-- Requirement --
Please repeat each of the records that follow, exactly as written.

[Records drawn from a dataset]

━━━━━━━━

//! Operator trait + common error type.
//!
//! Every operator answers three questions: which attributes its tuples may
//! carry (`attributes`), what its tuples are (`execute`), and how it is built
//! (`explain` / `explain_json`).

use std::collections::BTreeSet;

use hartig_core::tuple::MappingTuple;
use thiserror::Error;

use crate::explain::{indent_lines, ExplainNode};

#[derive(Debug, Error)]
pub enum OpError {
    /// Project found a tuple lacking some of the requested attributes.
    #[error(
        "project: attribute(s) [{}] not found in tuple with attributes [{}]",
        .attributes.join(", "),
        .available.join(", ")
    )]
    AttributeMissing {
        attributes: Vec<String>,
        available: Vec<String>,
    },

    /// EquiJoin inputs share attribute names.
    #[error("equijoin: attribute sets must be disjoint; shared: [{}]", .shared.join(", "))]
    IncompatibleSchema { shared: Vec<String> },

    /// EquiJoin got join-attribute lists of different lengths.
    #[error("equijoin: join attribute lists must have equal length (left: {left}, right: {right})")]
    MalformedJoinCondition { left: usize, right: usize },

    #[error("project: attribute set must not be empty")]
    EmptyProjection,

    /// An iterator or extraction query that does not parse as JSONPath.
    #[error("invalid JSONPath query {query:?}: {source}")]
    Query {
        query: String,
        #[source]
        source: serde_json_path::ParseError,
    },
}

/// Trait that all operators implement.
///
/// Invariants:
/// - `execute` is deterministic given the same inputs and never reorders
///   tuples implicitly.
/// - Operators are immutable once constructed; repeated calls recompute.
pub trait Operator: Send + Sync {
    /// Human-readable operator name (stable).
    fn name(&self) -> &'static str;

    /// Attribute names tuples of this operator may carry.
    fn attributes(&self) -> BTreeSet<String>;

    /// Evaluate the whole subtree and return its tuples in order.
    fn execute(&self) -> Result<Vec<MappingTuple>, OpError>;

    /// Explain text for this subtree, one entry per line, unindented.
    fn explain_lines(&self) -> Vec<String>;

    /// Explain text with `prefix` and `indent` spaces before every line.
    fn explain(&self, indent: usize, prefix: &str) -> String {
        indent_lines(&self.explain_lines(), indent, prefix)
    }

    /// Structured, JSON-serializable explanation of this subtree.
    fn explain_json(&self) -> ExplainNode;
}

━━━━━━━━

-- Answer section --
//! Operator trait + common error type.
//!
//! Every operator answers three questions: which attributes its tuples may
//! carry (`attributes`), what its tuples are (`execute`), and how it is built
//! (`explain` / `explain_json`).

use std::collections::BTreeSet;

use hartig_core::tuple::MappingTuple;
use thiserror::Error;

use crate::explain::{indent_lines, ExplainNode};

#[derive(Debug, Error)]
pub enum OpError {
    /// Project found a tuple lacking some of the requested attributes.
    #[error(
        "project: attribute(s) [{}] not found in tuple with attributes [{}]",
        .attributes.join(", "),
        .available.join(", ")
    )]
    AttributeMissing {
        attributes: Vec<String>,
        available: Vec<String>,
    },

    /// EquiJoin inputs share attribute names.
    #[error("equijoin: attribute sets must be disjoint; shared: [{}]", .shared.join(", "))]
    IncompatibleSchema { shared: Vec<String> },

    /// EquiJoin got join-attribute lists of different lengths.
    #[error("equijoin: join attribute lists must have equal length (left: {left}, right: {right})")]
    MalformedJoinCondition { left: usize, right: usize },

    #[error("project: attribute set must not be empty")]
    EmptyProjection,

    /// An iterator or extraction query that does not parse as JSONPath.
    #[error("invalid JSONPath query {query:?}: {source}")]
    Query {
        query: String,
        #[source]
        source: serde_json_path::ParseError,
    },
}

/// Trait that all operators implement.
///
/// Invariants:
/// - `execute` is deterministic given the same inputs and never reorders
///   tuples implicitly.
/// - Operators are immutable once constructed; repeated calls recompute.
pub trait Operator: Send + Sync {
    /// Human-readable operator name (stable).
    fn name(&self) -> &'static str;

    /// Attribute names tuples of this operator may carry.
    fn attributes(&self) -> BTreeSet<String>;

    /// Evaluate the whole subtree and return its tuples in order.
    fn execute(&self) -> Result<Vec<MappingTuple>, OpError>;

    /// Explain text for this subtree, one entry per line, unindented.
    fn explain_lines(&self) -> Vec<String>;

    /// Explain text with `prefix` and `indent` spaces before every line.
    fn explain(&self, indent: usize, prefix: &str) -> String {
        indent_lines(&self.explain_lines(), indent, prefix)
    }

    /// Structured, JSON-serializable explanation of this subtree.
    fn explain_json(&self) -> ExplainNode;
}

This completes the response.